TASK TO CARRY OUT: Collect the lines of the entries where "used" shows up.

DATA TO EXAMINE:
..............................
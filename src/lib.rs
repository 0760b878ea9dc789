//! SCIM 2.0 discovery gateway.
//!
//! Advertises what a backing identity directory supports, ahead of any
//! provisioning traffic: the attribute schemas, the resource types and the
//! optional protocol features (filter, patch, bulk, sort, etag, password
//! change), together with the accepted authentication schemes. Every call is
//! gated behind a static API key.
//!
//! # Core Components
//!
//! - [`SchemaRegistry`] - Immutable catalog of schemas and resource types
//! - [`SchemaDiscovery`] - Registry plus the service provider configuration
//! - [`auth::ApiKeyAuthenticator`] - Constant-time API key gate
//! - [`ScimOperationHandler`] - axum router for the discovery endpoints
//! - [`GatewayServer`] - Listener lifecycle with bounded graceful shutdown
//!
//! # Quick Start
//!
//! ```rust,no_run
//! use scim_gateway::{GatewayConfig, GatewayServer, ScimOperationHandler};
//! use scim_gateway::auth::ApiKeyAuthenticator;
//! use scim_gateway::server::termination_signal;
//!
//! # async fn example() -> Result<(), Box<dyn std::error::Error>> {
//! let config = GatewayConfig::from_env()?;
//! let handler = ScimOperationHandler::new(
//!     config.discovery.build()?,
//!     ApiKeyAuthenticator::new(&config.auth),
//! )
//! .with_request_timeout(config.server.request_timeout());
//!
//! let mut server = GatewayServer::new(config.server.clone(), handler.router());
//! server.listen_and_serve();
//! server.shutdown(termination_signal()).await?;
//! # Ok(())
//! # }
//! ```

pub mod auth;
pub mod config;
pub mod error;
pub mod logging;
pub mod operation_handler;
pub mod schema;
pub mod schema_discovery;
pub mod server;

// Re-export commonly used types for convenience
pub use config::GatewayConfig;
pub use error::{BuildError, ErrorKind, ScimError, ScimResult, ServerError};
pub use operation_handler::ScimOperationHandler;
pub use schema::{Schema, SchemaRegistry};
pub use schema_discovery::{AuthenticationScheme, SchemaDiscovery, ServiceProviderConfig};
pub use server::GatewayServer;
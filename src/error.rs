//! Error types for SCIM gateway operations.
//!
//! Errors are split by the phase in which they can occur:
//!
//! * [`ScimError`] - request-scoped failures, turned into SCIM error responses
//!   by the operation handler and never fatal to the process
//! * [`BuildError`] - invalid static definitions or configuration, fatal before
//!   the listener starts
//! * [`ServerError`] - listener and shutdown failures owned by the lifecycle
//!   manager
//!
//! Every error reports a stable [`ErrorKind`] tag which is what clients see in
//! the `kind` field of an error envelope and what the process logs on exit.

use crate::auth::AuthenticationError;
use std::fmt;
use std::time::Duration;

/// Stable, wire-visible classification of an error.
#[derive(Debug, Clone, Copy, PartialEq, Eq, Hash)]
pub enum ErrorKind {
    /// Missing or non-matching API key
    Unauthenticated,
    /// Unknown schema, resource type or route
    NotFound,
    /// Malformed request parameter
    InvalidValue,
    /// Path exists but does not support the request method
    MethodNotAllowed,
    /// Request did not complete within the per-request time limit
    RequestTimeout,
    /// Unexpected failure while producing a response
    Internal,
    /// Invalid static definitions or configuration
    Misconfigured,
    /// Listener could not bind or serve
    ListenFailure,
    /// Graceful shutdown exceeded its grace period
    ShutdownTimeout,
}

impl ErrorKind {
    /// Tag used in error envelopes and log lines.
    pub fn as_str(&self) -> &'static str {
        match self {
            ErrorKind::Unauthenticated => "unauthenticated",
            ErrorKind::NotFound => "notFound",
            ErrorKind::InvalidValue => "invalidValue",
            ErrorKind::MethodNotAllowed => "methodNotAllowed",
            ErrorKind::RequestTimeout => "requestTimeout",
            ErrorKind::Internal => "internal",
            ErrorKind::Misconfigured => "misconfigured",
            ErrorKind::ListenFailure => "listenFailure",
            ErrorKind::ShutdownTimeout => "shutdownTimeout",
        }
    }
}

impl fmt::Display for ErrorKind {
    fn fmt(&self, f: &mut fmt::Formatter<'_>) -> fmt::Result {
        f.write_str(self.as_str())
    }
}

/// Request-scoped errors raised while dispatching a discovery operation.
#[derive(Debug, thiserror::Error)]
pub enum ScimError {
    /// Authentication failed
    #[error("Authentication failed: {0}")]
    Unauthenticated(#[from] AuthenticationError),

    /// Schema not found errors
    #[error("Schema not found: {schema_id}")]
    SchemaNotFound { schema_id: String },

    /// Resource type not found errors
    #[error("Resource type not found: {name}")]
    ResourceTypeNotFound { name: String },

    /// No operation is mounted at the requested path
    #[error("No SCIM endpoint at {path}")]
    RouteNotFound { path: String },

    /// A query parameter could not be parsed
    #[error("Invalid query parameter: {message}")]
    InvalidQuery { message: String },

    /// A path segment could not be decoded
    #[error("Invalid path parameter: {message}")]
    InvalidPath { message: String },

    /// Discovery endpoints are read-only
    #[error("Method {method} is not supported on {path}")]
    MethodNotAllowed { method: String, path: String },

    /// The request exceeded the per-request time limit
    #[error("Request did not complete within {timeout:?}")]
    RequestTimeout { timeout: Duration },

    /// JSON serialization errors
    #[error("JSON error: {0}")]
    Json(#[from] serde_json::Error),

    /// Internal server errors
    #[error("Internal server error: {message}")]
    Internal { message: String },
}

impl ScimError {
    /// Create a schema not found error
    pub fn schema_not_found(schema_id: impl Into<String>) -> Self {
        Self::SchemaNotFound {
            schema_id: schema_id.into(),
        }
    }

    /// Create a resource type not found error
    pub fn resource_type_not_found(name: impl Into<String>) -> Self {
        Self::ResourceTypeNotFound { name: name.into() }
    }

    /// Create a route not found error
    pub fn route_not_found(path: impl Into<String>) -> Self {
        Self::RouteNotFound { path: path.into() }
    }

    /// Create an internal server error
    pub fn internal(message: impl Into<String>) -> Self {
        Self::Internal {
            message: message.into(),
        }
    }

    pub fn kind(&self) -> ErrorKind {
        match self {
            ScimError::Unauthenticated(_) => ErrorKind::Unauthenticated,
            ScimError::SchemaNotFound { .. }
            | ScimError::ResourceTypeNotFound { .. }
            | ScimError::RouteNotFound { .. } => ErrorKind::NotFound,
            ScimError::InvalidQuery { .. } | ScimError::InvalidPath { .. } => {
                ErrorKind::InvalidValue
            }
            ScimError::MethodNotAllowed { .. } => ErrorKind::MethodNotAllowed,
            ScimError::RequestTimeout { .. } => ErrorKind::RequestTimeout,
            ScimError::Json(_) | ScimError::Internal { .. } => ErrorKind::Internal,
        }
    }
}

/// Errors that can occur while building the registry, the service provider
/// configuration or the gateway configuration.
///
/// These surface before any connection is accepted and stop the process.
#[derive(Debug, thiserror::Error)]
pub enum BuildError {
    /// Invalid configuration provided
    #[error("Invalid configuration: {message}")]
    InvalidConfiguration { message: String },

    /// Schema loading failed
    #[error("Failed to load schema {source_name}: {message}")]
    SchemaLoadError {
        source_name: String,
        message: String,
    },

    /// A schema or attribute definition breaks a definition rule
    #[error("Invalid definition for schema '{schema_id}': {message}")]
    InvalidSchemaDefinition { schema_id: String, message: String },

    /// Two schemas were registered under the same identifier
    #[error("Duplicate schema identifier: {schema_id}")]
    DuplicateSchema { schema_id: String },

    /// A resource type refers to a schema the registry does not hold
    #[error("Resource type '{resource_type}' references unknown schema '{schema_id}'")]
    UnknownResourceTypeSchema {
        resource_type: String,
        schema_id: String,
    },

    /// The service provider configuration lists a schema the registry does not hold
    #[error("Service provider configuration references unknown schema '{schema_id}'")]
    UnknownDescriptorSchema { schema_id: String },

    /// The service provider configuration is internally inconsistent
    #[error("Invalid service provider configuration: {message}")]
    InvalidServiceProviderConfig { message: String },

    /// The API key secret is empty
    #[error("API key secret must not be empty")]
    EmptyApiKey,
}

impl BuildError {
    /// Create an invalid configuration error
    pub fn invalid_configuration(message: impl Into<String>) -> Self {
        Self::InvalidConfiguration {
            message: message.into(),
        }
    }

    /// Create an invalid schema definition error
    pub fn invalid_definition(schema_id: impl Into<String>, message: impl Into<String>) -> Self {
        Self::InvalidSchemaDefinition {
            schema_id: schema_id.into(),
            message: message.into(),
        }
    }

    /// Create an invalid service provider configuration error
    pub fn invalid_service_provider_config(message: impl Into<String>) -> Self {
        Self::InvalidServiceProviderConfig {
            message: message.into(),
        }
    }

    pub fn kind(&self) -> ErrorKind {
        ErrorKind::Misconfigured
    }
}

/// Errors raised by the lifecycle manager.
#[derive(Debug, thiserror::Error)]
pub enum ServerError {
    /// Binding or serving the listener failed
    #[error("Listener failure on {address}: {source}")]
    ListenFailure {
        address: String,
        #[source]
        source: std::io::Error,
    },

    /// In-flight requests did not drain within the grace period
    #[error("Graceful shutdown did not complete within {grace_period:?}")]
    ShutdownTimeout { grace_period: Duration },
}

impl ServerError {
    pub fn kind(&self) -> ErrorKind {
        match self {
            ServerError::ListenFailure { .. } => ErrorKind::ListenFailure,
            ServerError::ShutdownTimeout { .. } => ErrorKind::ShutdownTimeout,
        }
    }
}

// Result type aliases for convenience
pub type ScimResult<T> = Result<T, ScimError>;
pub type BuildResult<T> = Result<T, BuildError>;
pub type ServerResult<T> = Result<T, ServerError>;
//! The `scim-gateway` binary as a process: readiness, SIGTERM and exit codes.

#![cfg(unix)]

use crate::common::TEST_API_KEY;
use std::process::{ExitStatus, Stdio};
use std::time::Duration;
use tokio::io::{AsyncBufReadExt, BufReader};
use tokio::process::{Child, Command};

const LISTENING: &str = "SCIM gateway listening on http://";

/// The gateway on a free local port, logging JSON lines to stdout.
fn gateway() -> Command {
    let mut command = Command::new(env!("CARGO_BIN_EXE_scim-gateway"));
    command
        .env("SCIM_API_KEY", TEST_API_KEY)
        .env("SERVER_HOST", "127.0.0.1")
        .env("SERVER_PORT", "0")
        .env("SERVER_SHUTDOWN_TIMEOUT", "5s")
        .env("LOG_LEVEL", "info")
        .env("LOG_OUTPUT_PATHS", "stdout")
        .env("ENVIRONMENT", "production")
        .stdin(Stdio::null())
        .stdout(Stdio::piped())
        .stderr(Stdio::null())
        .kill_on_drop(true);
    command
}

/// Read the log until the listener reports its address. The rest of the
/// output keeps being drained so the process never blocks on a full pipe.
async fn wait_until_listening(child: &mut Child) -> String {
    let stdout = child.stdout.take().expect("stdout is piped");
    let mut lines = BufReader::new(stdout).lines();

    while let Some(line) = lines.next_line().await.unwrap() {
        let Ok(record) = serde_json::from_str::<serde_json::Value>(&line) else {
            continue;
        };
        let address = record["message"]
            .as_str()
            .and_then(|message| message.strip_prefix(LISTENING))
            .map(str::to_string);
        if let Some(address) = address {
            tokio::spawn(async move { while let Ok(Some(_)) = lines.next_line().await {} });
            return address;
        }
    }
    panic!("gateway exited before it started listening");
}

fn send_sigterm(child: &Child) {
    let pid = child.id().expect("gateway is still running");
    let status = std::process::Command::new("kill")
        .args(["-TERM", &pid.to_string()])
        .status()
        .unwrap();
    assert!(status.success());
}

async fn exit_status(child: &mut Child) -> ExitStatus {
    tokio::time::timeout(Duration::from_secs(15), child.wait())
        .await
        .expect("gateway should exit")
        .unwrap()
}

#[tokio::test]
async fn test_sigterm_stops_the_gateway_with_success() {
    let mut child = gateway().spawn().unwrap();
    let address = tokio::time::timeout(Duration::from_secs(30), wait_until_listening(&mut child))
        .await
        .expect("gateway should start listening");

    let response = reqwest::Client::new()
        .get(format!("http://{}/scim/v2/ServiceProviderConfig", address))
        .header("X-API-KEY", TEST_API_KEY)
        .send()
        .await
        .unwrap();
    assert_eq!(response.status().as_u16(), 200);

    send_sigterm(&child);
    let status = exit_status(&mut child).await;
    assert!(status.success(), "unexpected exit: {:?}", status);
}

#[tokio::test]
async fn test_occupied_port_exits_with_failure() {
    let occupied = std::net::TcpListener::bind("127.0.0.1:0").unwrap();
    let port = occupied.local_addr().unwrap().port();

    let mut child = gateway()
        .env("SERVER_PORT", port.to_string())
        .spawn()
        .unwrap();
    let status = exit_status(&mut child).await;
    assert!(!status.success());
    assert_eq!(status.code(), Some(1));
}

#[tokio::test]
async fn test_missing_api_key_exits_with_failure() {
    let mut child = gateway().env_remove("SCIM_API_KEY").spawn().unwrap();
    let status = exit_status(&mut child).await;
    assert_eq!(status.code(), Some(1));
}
..............................
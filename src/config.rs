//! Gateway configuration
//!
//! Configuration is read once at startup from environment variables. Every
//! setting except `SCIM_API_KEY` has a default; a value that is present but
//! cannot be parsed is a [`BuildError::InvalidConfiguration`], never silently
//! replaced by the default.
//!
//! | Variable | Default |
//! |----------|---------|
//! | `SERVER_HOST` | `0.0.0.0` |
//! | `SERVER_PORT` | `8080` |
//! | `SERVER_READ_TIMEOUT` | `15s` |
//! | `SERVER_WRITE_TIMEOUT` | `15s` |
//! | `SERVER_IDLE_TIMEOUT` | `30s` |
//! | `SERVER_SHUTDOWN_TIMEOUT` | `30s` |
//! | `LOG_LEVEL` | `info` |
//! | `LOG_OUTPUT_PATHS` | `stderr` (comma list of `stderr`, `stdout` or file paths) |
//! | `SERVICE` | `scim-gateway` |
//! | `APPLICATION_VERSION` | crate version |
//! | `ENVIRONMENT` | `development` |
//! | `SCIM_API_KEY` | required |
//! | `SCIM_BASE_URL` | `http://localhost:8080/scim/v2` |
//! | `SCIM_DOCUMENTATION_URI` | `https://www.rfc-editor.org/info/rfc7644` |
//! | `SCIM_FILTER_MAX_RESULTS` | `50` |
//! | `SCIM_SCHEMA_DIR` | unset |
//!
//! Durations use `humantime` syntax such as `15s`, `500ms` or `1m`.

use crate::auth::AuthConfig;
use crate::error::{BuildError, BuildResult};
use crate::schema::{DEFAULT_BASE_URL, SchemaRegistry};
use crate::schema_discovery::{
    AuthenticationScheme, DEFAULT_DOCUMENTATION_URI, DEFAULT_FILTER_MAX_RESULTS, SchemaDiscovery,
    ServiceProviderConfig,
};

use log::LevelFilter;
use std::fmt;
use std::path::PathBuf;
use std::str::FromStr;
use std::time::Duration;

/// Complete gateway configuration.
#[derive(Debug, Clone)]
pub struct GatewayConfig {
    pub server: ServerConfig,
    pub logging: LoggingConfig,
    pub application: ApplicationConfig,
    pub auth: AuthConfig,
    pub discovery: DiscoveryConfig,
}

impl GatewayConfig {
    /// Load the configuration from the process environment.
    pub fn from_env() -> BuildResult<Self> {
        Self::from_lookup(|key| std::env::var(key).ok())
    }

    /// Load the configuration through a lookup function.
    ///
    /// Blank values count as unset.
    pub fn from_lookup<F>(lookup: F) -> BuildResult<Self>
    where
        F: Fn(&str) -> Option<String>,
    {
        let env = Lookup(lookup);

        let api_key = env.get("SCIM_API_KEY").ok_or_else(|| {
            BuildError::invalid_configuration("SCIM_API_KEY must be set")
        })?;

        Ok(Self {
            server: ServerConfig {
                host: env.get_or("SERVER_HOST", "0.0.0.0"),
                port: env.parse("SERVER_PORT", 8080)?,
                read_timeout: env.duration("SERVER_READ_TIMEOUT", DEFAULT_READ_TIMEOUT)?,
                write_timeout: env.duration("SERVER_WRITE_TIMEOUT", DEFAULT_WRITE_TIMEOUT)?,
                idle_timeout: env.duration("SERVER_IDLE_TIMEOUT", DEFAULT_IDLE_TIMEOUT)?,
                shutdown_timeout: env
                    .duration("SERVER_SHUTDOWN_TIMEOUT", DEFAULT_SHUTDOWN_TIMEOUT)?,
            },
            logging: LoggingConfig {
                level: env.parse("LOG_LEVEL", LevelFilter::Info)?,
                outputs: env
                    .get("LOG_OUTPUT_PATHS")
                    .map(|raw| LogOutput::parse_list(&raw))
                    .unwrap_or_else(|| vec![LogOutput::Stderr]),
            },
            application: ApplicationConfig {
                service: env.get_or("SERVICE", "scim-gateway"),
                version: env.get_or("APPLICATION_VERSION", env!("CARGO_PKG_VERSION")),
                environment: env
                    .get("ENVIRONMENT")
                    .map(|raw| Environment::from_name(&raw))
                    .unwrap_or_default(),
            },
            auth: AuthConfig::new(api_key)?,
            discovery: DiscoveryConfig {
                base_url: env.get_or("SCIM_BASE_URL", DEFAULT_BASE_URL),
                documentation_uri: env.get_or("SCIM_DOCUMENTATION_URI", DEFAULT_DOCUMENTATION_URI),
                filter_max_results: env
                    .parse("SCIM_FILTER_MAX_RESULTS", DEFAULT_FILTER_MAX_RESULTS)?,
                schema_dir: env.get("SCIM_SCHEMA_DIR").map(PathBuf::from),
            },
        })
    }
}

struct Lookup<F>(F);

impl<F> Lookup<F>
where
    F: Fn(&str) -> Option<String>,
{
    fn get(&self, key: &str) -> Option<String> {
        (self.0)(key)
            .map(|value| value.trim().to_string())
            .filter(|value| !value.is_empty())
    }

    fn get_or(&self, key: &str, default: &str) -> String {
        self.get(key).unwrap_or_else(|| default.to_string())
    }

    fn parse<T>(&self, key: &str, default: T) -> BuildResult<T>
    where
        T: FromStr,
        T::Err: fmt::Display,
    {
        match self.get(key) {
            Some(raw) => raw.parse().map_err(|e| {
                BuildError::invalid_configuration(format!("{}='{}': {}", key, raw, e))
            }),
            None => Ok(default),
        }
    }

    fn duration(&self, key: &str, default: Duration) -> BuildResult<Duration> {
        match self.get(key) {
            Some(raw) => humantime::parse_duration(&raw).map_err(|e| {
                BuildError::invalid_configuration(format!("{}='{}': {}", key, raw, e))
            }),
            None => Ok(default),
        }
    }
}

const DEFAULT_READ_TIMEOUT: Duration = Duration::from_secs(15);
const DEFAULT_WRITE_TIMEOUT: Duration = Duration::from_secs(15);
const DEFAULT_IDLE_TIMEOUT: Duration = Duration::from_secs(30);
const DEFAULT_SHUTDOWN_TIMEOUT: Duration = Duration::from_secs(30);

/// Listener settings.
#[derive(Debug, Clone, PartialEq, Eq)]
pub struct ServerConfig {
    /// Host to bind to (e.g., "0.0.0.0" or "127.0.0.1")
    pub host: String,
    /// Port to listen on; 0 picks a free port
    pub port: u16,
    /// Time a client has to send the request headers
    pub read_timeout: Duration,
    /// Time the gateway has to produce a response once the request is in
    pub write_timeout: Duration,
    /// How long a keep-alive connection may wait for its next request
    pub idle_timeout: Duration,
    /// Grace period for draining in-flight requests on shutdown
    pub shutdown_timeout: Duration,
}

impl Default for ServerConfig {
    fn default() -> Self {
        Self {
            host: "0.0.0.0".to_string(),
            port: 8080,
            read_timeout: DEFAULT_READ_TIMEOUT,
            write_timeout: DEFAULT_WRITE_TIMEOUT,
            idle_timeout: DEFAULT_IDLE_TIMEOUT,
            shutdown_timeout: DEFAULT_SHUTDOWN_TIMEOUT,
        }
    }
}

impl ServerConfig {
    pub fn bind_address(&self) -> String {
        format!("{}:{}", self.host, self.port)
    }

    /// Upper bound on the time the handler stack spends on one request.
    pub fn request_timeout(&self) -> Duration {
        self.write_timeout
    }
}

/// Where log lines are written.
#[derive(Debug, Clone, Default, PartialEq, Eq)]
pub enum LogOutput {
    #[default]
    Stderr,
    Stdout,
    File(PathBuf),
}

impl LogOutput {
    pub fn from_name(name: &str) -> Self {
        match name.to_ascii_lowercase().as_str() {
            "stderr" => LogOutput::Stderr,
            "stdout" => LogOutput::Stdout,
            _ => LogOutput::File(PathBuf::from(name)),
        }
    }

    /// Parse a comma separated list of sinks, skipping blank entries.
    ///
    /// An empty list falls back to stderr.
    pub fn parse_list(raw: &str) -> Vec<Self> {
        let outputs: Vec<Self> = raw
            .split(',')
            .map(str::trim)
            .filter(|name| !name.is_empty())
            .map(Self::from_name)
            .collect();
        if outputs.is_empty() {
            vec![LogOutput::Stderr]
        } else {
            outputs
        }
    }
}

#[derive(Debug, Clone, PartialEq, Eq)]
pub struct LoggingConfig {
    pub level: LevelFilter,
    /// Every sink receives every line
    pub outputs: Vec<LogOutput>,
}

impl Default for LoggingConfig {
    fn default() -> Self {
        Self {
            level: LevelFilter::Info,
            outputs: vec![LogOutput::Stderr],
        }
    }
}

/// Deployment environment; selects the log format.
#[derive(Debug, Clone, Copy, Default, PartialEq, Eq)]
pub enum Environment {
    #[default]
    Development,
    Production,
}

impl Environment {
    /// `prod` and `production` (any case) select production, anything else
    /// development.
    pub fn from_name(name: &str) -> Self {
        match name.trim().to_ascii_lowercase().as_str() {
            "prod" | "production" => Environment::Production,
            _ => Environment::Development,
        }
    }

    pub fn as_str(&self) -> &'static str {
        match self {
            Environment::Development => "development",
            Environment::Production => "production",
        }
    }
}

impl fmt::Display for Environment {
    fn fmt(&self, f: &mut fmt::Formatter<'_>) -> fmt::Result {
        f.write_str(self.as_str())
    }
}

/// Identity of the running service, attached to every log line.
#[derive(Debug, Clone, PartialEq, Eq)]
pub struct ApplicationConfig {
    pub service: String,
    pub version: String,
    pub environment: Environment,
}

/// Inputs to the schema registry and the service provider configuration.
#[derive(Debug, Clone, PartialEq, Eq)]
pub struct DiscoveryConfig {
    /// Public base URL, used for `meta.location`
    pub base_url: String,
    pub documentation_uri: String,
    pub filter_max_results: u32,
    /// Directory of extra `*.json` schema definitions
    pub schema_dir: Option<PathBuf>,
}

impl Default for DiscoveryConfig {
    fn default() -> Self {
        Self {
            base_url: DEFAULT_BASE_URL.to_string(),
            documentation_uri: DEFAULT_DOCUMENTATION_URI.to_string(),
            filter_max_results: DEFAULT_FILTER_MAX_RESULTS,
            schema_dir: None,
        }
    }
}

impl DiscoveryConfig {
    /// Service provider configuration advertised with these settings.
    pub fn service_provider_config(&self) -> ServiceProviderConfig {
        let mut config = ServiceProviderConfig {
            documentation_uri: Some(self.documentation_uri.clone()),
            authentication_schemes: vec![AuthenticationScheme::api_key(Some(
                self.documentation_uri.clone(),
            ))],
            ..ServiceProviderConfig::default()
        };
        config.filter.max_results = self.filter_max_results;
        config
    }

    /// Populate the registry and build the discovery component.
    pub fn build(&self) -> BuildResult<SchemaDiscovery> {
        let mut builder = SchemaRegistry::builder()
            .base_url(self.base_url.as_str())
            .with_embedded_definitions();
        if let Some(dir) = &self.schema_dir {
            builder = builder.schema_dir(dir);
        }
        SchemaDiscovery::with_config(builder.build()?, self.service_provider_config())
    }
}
..............................
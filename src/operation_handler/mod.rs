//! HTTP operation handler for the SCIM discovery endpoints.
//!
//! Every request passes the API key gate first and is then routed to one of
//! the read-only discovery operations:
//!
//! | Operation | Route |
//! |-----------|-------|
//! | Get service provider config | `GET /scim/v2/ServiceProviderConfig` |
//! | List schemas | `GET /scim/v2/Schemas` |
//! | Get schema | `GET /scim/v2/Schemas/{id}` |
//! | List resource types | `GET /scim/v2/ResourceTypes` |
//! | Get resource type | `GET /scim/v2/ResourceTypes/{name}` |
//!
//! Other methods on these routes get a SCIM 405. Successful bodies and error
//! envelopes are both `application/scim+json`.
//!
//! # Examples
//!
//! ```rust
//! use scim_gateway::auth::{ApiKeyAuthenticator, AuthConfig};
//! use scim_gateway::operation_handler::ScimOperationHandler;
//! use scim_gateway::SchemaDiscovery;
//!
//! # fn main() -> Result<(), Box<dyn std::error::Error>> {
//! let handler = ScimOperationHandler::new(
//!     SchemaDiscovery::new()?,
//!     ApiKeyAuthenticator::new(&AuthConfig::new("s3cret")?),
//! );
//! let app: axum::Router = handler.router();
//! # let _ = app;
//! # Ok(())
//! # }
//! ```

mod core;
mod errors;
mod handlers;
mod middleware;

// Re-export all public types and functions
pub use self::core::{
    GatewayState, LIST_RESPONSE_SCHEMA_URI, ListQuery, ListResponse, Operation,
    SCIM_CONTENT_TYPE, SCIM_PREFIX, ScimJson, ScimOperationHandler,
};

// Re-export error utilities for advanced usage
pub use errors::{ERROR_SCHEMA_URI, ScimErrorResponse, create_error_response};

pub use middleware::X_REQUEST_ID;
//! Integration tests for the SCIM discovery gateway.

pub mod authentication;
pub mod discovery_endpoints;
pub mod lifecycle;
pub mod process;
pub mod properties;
..............................
EXERCISE RESPONSE:
// Re-export commonly used types for convenience
    /// Tag used in error envelopes and log lines.
    /// Public base URL, used for `meta.location`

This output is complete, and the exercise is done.